HOW TO COMPLETE THIS TASK ▸ Pull every line with "vertical" from the data below and copy it.

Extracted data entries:
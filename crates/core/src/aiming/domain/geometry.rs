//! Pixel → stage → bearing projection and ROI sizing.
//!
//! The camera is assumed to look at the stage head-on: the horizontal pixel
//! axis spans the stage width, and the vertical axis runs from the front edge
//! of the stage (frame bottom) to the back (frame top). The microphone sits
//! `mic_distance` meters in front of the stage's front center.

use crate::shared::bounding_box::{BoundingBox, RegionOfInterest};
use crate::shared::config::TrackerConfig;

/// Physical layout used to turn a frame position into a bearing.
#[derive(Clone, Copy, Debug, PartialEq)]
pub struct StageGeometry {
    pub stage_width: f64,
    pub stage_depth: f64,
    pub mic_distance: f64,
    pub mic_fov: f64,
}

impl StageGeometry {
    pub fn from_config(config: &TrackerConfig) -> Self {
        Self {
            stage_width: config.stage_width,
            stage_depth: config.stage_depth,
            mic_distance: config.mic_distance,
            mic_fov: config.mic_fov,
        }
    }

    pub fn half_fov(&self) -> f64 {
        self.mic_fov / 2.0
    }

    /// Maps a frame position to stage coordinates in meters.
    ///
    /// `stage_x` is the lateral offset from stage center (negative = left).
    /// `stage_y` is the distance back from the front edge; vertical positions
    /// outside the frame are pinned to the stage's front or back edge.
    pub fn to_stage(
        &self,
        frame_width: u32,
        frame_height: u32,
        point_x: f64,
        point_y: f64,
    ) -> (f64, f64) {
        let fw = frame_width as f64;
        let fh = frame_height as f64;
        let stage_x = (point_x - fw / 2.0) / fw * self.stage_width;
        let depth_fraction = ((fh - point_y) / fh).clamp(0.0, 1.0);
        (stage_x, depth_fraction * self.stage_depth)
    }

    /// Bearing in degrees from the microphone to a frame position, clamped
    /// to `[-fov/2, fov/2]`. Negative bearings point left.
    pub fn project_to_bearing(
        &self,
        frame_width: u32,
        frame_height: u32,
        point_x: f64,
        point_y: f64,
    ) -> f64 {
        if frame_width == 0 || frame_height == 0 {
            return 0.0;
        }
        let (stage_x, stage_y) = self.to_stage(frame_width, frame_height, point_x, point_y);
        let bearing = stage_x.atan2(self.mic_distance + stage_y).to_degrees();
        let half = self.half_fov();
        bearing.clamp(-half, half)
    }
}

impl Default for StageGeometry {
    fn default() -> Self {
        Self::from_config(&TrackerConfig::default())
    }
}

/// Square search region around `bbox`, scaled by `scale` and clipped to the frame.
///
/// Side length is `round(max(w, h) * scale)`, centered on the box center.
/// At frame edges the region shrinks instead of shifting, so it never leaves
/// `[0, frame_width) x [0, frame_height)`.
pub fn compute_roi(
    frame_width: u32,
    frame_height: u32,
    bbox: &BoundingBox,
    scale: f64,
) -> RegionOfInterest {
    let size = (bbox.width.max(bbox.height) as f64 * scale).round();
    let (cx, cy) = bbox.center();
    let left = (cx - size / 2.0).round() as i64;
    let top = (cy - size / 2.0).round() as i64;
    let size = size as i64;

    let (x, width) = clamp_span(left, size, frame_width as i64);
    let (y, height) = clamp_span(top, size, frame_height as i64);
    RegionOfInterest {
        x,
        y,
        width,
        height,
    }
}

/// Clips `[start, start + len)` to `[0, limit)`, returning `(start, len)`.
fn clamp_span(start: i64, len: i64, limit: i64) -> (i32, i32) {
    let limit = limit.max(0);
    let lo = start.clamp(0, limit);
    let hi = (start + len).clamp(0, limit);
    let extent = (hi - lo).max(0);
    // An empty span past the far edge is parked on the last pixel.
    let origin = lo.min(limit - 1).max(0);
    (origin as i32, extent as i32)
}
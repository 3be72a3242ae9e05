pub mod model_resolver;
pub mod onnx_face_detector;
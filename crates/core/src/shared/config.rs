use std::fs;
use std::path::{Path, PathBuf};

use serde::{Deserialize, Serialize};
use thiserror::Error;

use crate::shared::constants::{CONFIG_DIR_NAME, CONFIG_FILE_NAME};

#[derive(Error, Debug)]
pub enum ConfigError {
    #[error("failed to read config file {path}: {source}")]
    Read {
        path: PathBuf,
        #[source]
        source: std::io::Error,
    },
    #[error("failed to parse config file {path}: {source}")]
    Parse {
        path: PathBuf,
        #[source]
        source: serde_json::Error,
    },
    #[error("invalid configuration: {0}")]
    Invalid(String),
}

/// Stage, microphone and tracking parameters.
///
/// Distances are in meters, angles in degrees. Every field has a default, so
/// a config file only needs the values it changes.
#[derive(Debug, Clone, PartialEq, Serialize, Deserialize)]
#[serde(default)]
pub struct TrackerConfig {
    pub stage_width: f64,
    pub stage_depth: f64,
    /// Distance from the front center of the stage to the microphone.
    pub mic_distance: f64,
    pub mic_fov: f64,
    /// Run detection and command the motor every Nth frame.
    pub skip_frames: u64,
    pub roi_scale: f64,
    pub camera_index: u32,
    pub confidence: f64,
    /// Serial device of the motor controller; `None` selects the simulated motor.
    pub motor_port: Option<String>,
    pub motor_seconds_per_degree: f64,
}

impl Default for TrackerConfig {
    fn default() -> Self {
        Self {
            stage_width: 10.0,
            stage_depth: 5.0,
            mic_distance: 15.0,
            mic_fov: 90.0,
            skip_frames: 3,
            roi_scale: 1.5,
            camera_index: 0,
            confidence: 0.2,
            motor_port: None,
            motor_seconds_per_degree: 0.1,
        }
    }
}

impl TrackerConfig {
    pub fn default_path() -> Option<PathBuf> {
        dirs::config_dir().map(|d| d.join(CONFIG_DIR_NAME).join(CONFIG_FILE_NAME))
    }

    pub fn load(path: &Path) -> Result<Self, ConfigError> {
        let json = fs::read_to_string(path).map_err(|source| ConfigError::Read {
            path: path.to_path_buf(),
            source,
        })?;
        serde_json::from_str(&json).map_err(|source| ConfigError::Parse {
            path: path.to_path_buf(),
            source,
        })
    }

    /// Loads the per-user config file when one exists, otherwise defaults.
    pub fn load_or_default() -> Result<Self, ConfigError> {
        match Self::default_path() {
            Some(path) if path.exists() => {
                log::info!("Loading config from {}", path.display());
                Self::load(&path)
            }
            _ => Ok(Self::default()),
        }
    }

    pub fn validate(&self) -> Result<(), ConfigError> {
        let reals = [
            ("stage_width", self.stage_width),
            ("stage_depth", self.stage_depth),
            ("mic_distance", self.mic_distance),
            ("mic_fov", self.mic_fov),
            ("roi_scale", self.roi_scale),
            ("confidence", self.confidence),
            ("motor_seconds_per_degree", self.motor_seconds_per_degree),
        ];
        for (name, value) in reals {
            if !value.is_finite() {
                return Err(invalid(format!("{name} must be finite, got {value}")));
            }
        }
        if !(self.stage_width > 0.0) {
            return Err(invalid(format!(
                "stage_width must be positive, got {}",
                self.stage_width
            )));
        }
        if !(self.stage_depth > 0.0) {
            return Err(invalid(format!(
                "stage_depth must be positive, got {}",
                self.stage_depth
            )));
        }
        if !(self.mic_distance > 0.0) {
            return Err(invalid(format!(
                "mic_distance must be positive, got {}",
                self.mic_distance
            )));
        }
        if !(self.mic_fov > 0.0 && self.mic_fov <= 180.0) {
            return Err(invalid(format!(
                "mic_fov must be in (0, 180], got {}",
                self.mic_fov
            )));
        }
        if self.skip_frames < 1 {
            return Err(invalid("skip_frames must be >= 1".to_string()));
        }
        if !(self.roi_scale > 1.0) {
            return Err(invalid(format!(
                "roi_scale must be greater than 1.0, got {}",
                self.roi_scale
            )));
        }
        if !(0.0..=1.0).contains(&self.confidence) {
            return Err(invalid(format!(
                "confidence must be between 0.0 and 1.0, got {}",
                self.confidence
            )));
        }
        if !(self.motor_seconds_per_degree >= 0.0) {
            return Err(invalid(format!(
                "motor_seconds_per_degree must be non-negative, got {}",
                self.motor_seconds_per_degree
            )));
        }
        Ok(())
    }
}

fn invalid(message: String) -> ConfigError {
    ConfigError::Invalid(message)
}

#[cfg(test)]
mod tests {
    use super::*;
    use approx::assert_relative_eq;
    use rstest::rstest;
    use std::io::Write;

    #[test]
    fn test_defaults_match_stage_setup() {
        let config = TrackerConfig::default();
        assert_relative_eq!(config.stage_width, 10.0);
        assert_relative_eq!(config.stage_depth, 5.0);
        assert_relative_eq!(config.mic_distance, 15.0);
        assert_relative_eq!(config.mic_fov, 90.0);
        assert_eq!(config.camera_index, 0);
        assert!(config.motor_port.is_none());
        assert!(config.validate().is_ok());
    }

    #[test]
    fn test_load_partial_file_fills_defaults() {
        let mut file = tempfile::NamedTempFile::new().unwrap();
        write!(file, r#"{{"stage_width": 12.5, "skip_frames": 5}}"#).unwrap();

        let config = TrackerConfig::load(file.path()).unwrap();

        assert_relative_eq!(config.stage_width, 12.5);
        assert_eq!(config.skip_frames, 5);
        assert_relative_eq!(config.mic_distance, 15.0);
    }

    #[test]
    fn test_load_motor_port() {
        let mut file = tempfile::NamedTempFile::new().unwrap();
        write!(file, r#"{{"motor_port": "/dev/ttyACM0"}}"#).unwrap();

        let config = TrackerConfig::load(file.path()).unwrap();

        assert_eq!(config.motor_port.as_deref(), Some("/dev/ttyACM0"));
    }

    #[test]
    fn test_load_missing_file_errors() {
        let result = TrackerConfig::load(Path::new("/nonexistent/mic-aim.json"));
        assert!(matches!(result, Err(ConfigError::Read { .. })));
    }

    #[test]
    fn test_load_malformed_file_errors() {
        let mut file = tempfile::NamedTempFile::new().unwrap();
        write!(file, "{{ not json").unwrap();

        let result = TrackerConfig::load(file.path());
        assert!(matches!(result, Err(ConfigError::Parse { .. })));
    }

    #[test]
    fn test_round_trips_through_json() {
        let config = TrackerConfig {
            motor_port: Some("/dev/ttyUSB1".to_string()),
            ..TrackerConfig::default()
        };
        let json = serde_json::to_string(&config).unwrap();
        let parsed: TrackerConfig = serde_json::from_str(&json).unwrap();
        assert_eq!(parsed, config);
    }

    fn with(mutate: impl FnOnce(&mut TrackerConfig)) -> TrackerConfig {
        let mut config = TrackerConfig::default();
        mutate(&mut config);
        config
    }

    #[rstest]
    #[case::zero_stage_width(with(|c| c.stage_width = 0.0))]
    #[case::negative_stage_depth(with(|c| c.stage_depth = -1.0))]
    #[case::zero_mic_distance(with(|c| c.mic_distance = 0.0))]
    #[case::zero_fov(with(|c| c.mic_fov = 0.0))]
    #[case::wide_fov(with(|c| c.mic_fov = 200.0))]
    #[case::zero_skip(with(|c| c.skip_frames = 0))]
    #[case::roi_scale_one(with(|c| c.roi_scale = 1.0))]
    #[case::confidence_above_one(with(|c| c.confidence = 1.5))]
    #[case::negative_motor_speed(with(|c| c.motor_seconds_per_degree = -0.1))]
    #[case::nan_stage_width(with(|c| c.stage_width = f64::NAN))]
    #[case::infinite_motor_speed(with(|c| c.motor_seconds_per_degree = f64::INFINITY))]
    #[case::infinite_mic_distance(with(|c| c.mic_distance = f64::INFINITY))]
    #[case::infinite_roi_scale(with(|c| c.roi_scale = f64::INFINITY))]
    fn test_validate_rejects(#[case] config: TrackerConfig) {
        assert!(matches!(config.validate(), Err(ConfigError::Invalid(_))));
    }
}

RESPONSE TO THE TASK ▸
//! axis spans the stage width, and the vertical axis runs from the front edge
    /// `stage_y` is the distance back from the front edge; vertical positions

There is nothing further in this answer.